Sectarian Divide Has Been an Easy Target for Manipulation
Revolutions often encounter problems when the force that united people against an enemy fails to provide a common vision for the future. In Egypt’s case the internal divides, like any society’s, are complex – with fault lines between class and in rural and urban areas. The most reported division, although not the deepest, is along sectarian lines between Sunni Muslims and Coptic Christians.
It’s a divide that the former regime is accused of exploiting. The former interior minister, Habib el Adly, is being investigated in connection with the New Year’s Eve bombing of a church in Alexandria, which was allegedly carried out to rally support for the regime.
Members of the former regime are facing a barrage of charges, but this one rings true for most Egyptians, particularly after the 18-day uprising earlier this year. Those 18 days were some of the most lawless in Egypt’s recent history, but not a church was touched nor were widespread attacks against Christians reported.
Where was this widely felt sentiment of sectarianism? (Incidentally, the synagogue next to Tahrir Square was also left untouched.) On the contrary, Tahrir demonstrations saw Muslims and Christians united in protest and prayer.
Many have been shocked by the violence this month when two churches were burnt in the Imbaba district of Cairo and at least 12 Muslims and Christians were killed. Blame immediately fell on elements of the Salafi movement, and 23 have since been charged with terrorism and murder.
The Salafis are known for being, for the most part, an ultra-conservative, inward-looking group. In recent months, many Egyptians have come to fear that Salafis want to put their imprint on society at large – which explains public opinion’s quick judgement against them in the Imbaba case.
But the story leaves unanswered questions. Some eyewitnesses said that the provocateurs at Imbaba were not all Salafis, who are easily identifiable by the way they dress. There have been other reports that members of the former secret security forces were there.
And so the conspiracy theories begin. Was this a genuine outbreak of Christian-Muslim sectarian violence? Or were there counter-revolutionary forces at work? Other foreign forces?

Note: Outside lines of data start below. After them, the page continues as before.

/// The shift state machine.
///
/// Owns the store, the clock and the dispatcher. The host constructs one
/// per process; construction restores any persisted session.
pub struct ShiftTimer<S: KvStore, C: Clock> {
    store: S,
    clock: C,
    dispatcher: Dispatcher,
    config: Config,
    phase: Phase,
    boundaries: Option<ShiftBoundaries>,
    overtime_start: Option<NaiveDateTime>,
    last_break: Option<NaiveDateTime>,
    break_prompt_deadline: Option<NaiveDateTime>,
    break_ends_at: Option<NaiveDateTime>,
    completed_at: Option<NaiveDateTime>,
    current_date: Option<NaiveDate>,
    backlog: Vec<Event>,
}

Many do not want to believe that there is a genuine sectarian problem. But there is, and it does not come only from Muslims. Sometimes it is simply rhetoric – last October, Bishop Abna Bishoy, the secretary of the Coptic Church’s Holy Synod, said Muslims were only “guests” in Egypt. More recently, in the aftermath of church bombings, some Copts held a rally outside the US Embassy calling for international intervention.
Of course, the overwhelming majority of Copts oppose these sentiments, just as a similar proportion of Muslims oppose the arson at Imbaba.
This week marked an anniversary in the widest Arab cause – the Nakba and the establishment of the state of Israel. As every year in probably every Muslim and Arab country around the world, there were protests in Egypt to express support for the return of Palestinians to their homeland, the liberation of Jerusalem and the establishment of a Palestinian state.
This year was different in Cairo, however, because the protest was held in a free Tahrir Square. And the sectarian strife of recent months was not forgotten for a moment.
A Coptic mass in the square was followed by the Friday congregational prayer and sermon for Muslims. The imam spoke about the importance of Egyptian unity, quoting from both the Bible and the Quran, deploring that while Muslims and Christians had come together for Egypt’s revolution and the Palestinian cause, they could be divided by sectarian issues.
There were two simultaneous rallies going on, one that insisted that Egyptian unity was paramount, and one that supported the Palestinians. The two causes were practically seamless.
At the television station not far from Tahrir Square, another rally inspired by the Imbaba arsons included Christians and Muslims standing together – although there were different opinions on who was responsible and acted first in the violence, with blame falling on both Salafis and former regime loyalists.
Simply that these joint statements are needed shows that, despite the efforts of some Egyptians to deny the sectarian divide, it does indeed exist. It is not the main fault line, when considered next to economic, class and the urban-rural divisions, but it does create problems. It is an easy target for manipulation, as reflected by charges against members of the former regime.
Yet it is also clear that Egyptian unity is far stronger. The sense of patriotism is more mainstream than the sense of sectarianism. In Tahrir Square, we were reminded time and time again of the best of what it meant to be an Egyptian. Now Egyptians must find the best within themselves, and together, they must confront the worst.
HA Hellyer is a Fellow of the University of Warwick, director of the Visionary Consultants Group and the Europe Fellow of the Institute of Social Policy and Understanding (ISPU).